When a line below contains the string "response", show that line.

Top of DATA EXTRACTS

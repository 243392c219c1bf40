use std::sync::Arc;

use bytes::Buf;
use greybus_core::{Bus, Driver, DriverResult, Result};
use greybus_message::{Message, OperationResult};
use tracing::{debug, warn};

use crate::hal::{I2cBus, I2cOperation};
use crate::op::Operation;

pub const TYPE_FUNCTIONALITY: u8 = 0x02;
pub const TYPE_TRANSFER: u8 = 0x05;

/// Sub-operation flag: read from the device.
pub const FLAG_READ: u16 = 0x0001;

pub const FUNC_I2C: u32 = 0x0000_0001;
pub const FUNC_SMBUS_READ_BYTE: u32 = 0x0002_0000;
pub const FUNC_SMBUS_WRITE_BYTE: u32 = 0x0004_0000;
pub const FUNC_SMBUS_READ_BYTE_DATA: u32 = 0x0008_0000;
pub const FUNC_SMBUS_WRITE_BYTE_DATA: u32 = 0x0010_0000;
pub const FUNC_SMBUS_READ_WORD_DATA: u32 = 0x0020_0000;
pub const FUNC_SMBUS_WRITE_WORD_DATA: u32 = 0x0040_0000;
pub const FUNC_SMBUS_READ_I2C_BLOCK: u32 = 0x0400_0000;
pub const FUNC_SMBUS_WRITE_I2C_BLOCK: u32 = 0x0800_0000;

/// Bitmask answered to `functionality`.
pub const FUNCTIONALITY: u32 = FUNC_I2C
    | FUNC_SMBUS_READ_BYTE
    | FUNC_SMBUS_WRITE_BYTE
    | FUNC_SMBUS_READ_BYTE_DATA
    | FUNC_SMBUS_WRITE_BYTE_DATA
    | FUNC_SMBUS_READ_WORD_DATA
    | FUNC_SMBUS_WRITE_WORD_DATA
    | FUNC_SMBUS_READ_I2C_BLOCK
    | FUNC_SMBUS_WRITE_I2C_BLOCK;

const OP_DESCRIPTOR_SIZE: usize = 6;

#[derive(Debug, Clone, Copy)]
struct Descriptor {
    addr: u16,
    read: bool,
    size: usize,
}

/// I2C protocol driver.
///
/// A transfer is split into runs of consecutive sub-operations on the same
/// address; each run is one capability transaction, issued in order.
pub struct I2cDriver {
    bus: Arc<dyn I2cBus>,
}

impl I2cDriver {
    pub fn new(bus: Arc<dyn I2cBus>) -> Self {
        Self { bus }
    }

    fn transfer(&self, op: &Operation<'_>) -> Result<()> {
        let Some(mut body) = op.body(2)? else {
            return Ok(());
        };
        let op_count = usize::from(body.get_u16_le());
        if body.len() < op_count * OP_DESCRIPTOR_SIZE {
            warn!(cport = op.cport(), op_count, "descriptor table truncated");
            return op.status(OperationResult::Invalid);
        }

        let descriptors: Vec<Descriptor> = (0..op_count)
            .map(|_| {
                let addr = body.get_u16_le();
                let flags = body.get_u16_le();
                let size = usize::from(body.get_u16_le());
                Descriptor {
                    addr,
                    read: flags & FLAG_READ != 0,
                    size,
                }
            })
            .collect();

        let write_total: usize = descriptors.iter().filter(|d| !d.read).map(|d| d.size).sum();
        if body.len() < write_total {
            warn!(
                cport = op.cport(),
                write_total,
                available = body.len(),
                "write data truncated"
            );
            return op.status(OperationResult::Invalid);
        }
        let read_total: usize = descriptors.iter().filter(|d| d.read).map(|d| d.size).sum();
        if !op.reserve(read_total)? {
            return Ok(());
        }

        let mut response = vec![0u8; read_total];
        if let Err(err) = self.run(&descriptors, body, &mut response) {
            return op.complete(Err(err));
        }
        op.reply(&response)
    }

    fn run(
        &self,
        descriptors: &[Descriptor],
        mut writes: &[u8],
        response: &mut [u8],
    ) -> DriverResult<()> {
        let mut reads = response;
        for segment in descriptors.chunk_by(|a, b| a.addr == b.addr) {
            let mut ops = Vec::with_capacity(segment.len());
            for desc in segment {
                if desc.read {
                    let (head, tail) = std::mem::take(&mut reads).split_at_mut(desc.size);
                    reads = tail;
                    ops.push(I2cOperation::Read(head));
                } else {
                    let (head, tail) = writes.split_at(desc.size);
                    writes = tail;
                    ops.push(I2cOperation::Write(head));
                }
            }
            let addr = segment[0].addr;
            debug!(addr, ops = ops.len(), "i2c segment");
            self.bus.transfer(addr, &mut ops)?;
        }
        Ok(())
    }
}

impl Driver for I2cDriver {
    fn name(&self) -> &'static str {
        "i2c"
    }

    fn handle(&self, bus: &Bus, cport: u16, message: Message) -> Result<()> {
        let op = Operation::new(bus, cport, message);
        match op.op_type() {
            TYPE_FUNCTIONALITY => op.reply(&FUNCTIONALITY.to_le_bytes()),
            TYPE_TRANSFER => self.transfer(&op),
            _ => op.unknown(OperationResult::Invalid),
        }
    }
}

Bottom of DATA EXTRACTS

**WRITTEN ANSWER**.
        let mut response = vec![0u8; read_total];
        if let Err(err) = self.run(&descriptors, body, &mut response) {
        op.reply(&response)
        response: &mut [u8],
        let mut reads = response;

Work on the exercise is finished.